## Task details
Nothing but an exact repeat of the entries below should appear in your answer.

## Records for the exercise

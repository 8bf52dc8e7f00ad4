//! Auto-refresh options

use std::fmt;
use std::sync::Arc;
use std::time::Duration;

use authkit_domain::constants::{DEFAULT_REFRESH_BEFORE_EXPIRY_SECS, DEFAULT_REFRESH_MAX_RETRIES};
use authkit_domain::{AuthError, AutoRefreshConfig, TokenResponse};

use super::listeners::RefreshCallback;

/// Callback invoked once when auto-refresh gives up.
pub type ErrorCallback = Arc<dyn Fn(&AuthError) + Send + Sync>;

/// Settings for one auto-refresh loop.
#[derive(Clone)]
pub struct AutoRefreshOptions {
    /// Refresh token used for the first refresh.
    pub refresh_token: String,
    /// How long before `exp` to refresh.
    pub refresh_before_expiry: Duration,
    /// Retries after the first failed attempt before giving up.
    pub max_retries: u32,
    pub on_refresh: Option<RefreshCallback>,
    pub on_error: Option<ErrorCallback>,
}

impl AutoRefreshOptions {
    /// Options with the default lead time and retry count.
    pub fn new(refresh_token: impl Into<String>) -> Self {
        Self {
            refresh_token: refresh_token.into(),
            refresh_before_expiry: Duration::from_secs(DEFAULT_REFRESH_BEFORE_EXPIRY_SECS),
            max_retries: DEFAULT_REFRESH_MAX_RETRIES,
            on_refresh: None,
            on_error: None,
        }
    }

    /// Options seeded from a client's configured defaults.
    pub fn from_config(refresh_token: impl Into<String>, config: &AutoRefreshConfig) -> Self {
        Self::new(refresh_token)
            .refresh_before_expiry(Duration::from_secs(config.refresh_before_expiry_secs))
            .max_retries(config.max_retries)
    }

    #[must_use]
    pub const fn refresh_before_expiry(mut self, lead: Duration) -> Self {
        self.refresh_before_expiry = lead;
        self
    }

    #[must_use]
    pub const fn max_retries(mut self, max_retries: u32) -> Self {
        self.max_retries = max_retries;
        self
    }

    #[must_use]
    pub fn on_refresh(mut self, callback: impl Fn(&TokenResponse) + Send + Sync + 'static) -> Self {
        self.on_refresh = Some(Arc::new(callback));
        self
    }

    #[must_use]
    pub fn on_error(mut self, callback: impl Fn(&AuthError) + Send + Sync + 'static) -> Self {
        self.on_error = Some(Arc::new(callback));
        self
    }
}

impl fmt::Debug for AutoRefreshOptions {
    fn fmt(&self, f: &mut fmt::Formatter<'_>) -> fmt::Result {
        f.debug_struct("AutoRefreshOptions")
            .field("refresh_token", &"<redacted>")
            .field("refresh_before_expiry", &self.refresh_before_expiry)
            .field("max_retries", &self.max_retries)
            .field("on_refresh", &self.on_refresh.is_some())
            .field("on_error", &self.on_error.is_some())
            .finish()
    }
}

## Output below
repository 8bf52dc8e7f00ad4
//! Auto-refresh options

use std::fmt;
use std::sync::Arc;
use std::time::Duration;

use authkit_domain::constants::{DEFAULT_REFRESH_BEFORE_EXPIRY_SECS, DEFAULT_REFRESH_MAX_RETRIES};
use authkit_domain::{AuthError, AutoRefreshConfig, TokenResponse};

use super::listeners::RefreshCallback;

/// Callback invoked once when auto-refresh gives up.
pub type ErrorCallback = Arc<dyn Fn(&AuthError) + Send + Sync>;

/// Settings for one auto-refresh loop.
#[derive(Clone)]
pub struct AutoRefreshOptions {
    /// Refresh token used for the first refresh.
    pub refresh_token: String,
    /// How long before `exp` to refresh.
    pub refresh_before_expiry: Duration,
    /// Retries after the first failed attempt before giving up.
    pub max_retries: u32,
    pub on_refresh: Option<RefreshCallback>,
    pub on_error: Option<ErrorCallback>,
}

impl AutoRefreshOptions {
    /// Options with the default lead time and retry count.
    pub fn new(refresh_token: impl Into<String>) -> Self {
        Self {
            refresh_token: refresh_token.into(),
            refresh_before_expiry: Duration::from_secs(DEFAULT_REFRESH_BEFORE_EXPIRY_SECS),
            max_retries: DEFAULT_REFRESH_MAX_RETRIES,
            on_refresh: None,
            on_error: None,
        }
    }

    /// Options seeded from a client's configured defaults.
    pub fn from_config(refresh_token: impl Into<String>, config: &AutoRefreshConfig) -> Self {
        Self::new(refresh_token)
            .refresh_before_expiry(Duration::from_secs(config.refresh_before_expiry_secs))
            .max_retries(config.max_retries)
    }

    #[must_use]
    pub const fn refresh_before_expiry(mut self, lead: Duration) -> Self {
        self.refresh_before_expiry = lead;
        self
    }

    #[must_use]
    pub const fn max_retries(mut self, max_retries: u32) -> Self {
        self.max_retries = max_retries;
        self
    }

    #[must_use]
    pub fn on_refresh(mut self, callback: impl Fn(&TokenResponse) + Send + Sync + 'static) -> Self {
        self.on_refresh = Some(Arc::new(callback));
        self
    }

    #[must_use]
    pub fn on_error(mut self, callback: impl Fn(&AuthError) + Send + Sync + 'static) -> Self {
        self.on_error = Some(Arc::new(callback));
        self
    }
}

impl fmt::Debug for AutoRefreshOptions {
    fn fmt(&self, f: &mut fmt::Formatter<'_>) -> fmt::Result {
        f.debug_struct("AutoRefreshOptions")
            .field("refresh_token", &"<redacted>")
            .field("refresh_before_expiry", &self.refresh_before_expiry)
            .field("max_retries", &self.max_retries)
            .field("on_refresh", &self.on_refresh.is_some())
            .field("on_error", &self.on_error.is_some())
            .finish()
    }
}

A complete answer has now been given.